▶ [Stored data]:
'''
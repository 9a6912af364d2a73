//! Render PDF pages to raster images with `pdftoppm`.

use std::ffi::OsString;
use std::fs::{self, File};
use std::io::BufWriter;
use std::path::{Path, PathBuf};

use image::codecs::jpeg::JpegEncoder;
use image::{DynamicImage, ImageFormat};
use tracing::{debug, info};

use super::ranges::parse_page_ranges;
use super::{load_document, output_stem};
use crate::error::{Result, ToolError};
use crate::external::ExternalProgram;
use crate::report::Report;

/// Output formats for rendered pages.
#[derive(Debug, Clone, Copy, PartialEq, Eq, Default, clap::ValueEnum, serde::Serialize)]
pub enum RenderFormat {
    #[default]
    Png,
    Jpg,
    Tiff,
    Bmp,
}

impl RenderFormat {
    pub fn extension(self) -> &'static str {
        match self {
            RenderFormat::Png => "png",
            RenderFormat::Jpg => "jpg",
            RenderFormat::Tiff => "tiff",
            RenderFormat::Bmp => "bmp",
        }
    }
}

#[derive(Debug, Clone)]
pub struct RenderOptions {
    pub dpi: u32,
    pub format: RenderFormat,
    /// JPEG quality, 1..=100
    pub quality: u8,
    /// Page selection; `None` renders every page
    pub pages: Option<String>,
}

impl Default for RenderOptions {
    fn default() -> Self {
        Self {
            dpi: 300,
            format: RenderFormat::Png,
            quality: 90,
            pages: None,
        }
    }
}

/// Path of the image written for `page`.
pub fn page_image_path(output_dir: &Path, stem: &str, page: u32, format: RenderFormat) -> PathBuf {
    output_dir
        .join(format!("{stem}_images"))
        .join(format!("{stem}_page_{page}.{}", format.extension()))
}

pub(crate) fn save_rendered(image: &DynamicImage, path: &Path, format: RenderFormat, quality: u8) -> Result<()> {
    match format {
        RenderFormat::Jpg => {
            let writer = BufWriter::new(File::create(path)?);
            let encoder = JpegEncoder::new_with_quality(writer, quality.clamp(1, 100));
            image.to_rgb8().write_with_encoder(encoder)?;
        }
        RenderFormat::Png => image.save_with_format(path, ImageFormat::Png)?,
        RenderFormat::Tiff => image.save_with_format(path, ImageFormat::Tiff)?,
        RenderFormat::Bmp => image.save_with_format(path, ImageFormat::Bmp)?,
    }
    Ok(())
}

/// Render the selected pages of `input` into `{output_dir}/{stem}_images/`.
pub async fn render_pdf(
    renderer: &ExternalProgram,
    input: &Path,
    output_dir: &Path,
    options: &RenderOptions,
) -> Result<Report> {
    if options.dpi == 0 {
        return Err(ToolError::InvalidInput("dpi must be greater than 0".to_string()));
    }
    let doc = load_document(input)?;
    let total = doc.get_pages().len() as u32;
    let pages = match &options.pages {
        Some(spec) => parse_page_ranges(spec, total)?,
        None => (1..=total).collect(),
    };
    drop(doc);

    renderer.ensure_available("-v").await?;

    let stem = output_stem(input);
    fs::create_dir_all(output_dir.join(format!("{stem}_images")))?;
    let scratch = tempfile::tempdir()?;
    let mut report = Report::new("pdf-to-image");

    info!("Rendering {} pages of {} at {} dpi", pages.len(), input.display(), options.dpi);
    for page in &pages {
        let prefix = scratch.path().join(format!("page{page}"));
        let number = page.to_string();
        let args: Vec<OsString> = vec![
            "-png".into(),
            "-singlefile".into(),
            "-r".into(),
            options.dpi.to_string().into(),
            "-f".into(),
            (&number).into(),
            "-l".into(),
            (&number).into(),
            input.into(),
            (&prefix).into(),
        ];
        renderer.run(args).await?;

        let rendered = prefix.with_extension("png");
        let image = image::open(&rendered)?;
        let target = page_image_path(output_dir, &stem, *page, options.format);
        save_rendered(&image, &target, options.format, options.quality)?;
        debug!("Page {} -> {}", page, target.display());
        report.push_output(&target);
    }

    Ok(report.with_summary(format!(
        "rendered {} pages to {}",
        pages.len(),
        output_dir.join(format!("{stem}_images")).display()
    )))
}

#[cfg(test)]
mod tests {
    use super::*;
    use image::{Rgba, RgbaImage};

    #[test]
    fn page_images_live_in_stem_folder() {
        let path = page_image_path(Path::new("/out"), "report", 3, RenderFormat::Jpg);
        assert_eq!(path, PathBuf::from("/out/report_images/report_page_3.jpg"));
    }

    #[test]
    fn jpeg_output_drops_alpha() {
        let dir = tempfile::tempdir().unwrap();
        let image = DynamicImage::ImageRgba8(RgbaImage::from_pixel(4, 4, Rgba([1, 2, 3, 100])));
        let path = dir.path().join("p.jpg");
        save_rendered(&image, &path, RenderFormat::Jpg, 80).unwrap();
        let decoded = image::open(&path).unwrap();
        assert_eq!(decoded.color(), image::ColorType::Rgb8);
    }

    #[tokio::test]
    async fn zero_dpi_is_rejected() {
        let options = RenderOptions {
            dpi: 0,
            ..Default::default()
        };
        let renderer = ExternalProgram::new("pdftoppm");
        let err = render_pdf(&renderer, Path::new("x.pdf"), Path::new("."), &options)
            .await
            .unwrap_err();
        assert!(matches!(err, ToolError::InvalidInput(_)));
    }
}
'''
Every entry must come back exactly as written above.

repository 9a6912af364d2a73
//! Render PDF pages to raster images with `pdftoppm`.

use std::ffi::OsString;
use std::fs::{self, File};
use std::io::BufWriter;
use std::path::{Path, PathBuf};

use image::codecs::jpeg::JpegEncoder;
use image::{DynamicImage, ImageFormat};
use tracing::{debug, info};

use super::ranges::parse_page_ranges;
use super::{load_document, output_stem};
use crate::error::{Result, ToolError};
use crate::external::ExternalProgram;
use crate::report::Report;

/// Output formats for rendered pages.
#[derive(Debug, Clone, Copy, PartialEq, Eq, Default, clap::ValueEnum, serde::Serialize)]
pub enum RenderFormat {
    #[default]
    Png,
    Jpg,
    Tiff,
    Bmp,
}

impl RenderFormat {
    pub fn extension(self) -> &'static str {
        match self {
            RenderFormat::Png => "png",
            RenderFormat::Jpg => "jpg",
            RenderFormat::Tiff => "tiff",
            RenderFormat::Bmp => "bmp",
        }
    }
}

#[derive(Debug, Clone)]
pub struct RenderOptions {
    pub dpi: u32,
    pub format: RenderFormat,
    /// JPEG quality, 1..=100
    pub quality: u8,
    /// Page selection; `None` renders every page
    pub pages: Option<String>,
}

impl Default for RenderOptions {
    fn default() -> Self {
        Self {
            dpi: 300,
            format: RenderFormat::Png,
            quality: 90,
            pages: None,
        }
    }
}

/// Path of the image written for `page`.
pub fn page_image_path(output_dir: &Path, stem: &str, page: u32, format: RenderFormat) -> PathBuf {
    output_dir
        .join(format!("{stem}_images"))
        .join(format!("{stem}_page_{page}.{}", format.extension()))
}

pub(crate) fn save_rendered(image: &DynamicImage, path: &Path, format: RenderFormat, quality: u8) -> Result<()> {
    match format {
        RenderFormat::Jpg => {
            let writer = BufWriter::new(File::create(path)?);
            let encoder = JpegEncoder::new_with_quality(writer, quality.clamp(1, 100));
            image.to_rgb8().write_with_encoder(encoder)?;
        }
        RenderFormat::Png => image.save_with_format(path, ImageFormat::Png)?,
        RenderFormat::Tiff => image.save_with_format(path, ImageFormat::Tiff)?,
        RenderFormat::Bmp => image.save_with_format(path, ImageFormat::Bmp)?,
    }
    Ok(())
}

/// Render the selected pages of `input` into `{output_dir}/{stem}_images/`.
pub async fn render_pdf(
    renderer: &ExternalProgram,
    input: &Path,
    output_dir: &Path,
    options: &RenderOptions,
) -> Result<Report> {
    if options.dpi == 0 {
        return Err(ToolError::InvalidInput("dpi must be greater than 0".to_string()));
    }
    let doc = load_document(input)?;
    let total = doc.get_pages().len() as u32;
    let pages = match &options.pages {
        Some(spec) => parse_page_ranges(spec, total)?,
        None => (1..=total).collect(),
    };
    drop(doc);

    renderer.ensure_available("-v").await?;

    let stem = output_stem(input);
    fs::create_dir_all(output_dir.join(format!("{stem}_images")))?;
    let scratch = tempfile::tempdir()?;
    let mut report = Report::new("pdf-to-image");

    info!("Rendering {} pages of {} at {} dpi", pages.len(), input.display(), options.dpi);
    for page in &pages {
        let prefix = scratch.path().join(format!("page{page}"));
        let number = page.to_string();
        let args: Vec<OsString> = vec![
            "-png".into(),
            "-singlefile".into(),
            "-r".into(),
            options.dpi.to_string().into(),
            "-f".into(),
            (&number).into(),
            "-l".into(),
            (&number).into(),
            input.into(),
            (&prefix).into(),
        ];
        renderer.run(args).await?;

        let rendered = prefix.with_extension("png");
        let image = image::open(&rendered)?;
        let target = page_image_path(output_dir, &stem, *page, options.format);
        save_rendered(&image, &target, options.format, options.quality)?;
        debug!("Page {} -> {}", page, target.display());
        report.push_output(&target);
    }

    Ok(report.with_summary(format!(
        "rendered {} pages to {}",
        pages.len(),
        output_dir.join(format!("{stem}_images")).display()
    )))
}

#[cfg(test)]
mod tests {
    use super::*;
    use image::{Rgba, RgbaImage};

    #[test]
    fn page_images_live_in_stem_folder() {
        let path = page_image_path(Path::new("/out"), "report", 3, RenderFormat::Jpg);
        assert_eq!(path, PathBuf::from("/out/report_images/report_page_3.jpg"));
    }

    #[test]
    fn jpeg_output_drops_alpha() {
        let dir = tempfile::tempdir().unwrap();
        let image = DynamicImage::ImageRgba8(RgbaImage::from_pixel(4, 4, Rgba([1, 2, 3, 100])));
        let path = dir.path().join("p.jpg");
        save_rendered(&image, &path, RenderFormat::Jpg, 80).unwrap();
        let decoded = image::open(&path).unwrap();
        assert_eq!(decoded.color(), image::ColorType::Rgb8);
    }

    #[tokio::test]
    async fn zero_dpi_is_rejected() {
        let options = RenderOptions {
            dpi: 0,
            ..Default::default()
        };
        let renderer = ExternalProgram::new("pdftoppm");
        let err = render_pdf(&renderer, Path::new("x.pdf"), Path::new("."), &options)
            .await
            .unwrap_err();
        assert!(matches!(err, ToolError::InvalidInput(_)));
    }
}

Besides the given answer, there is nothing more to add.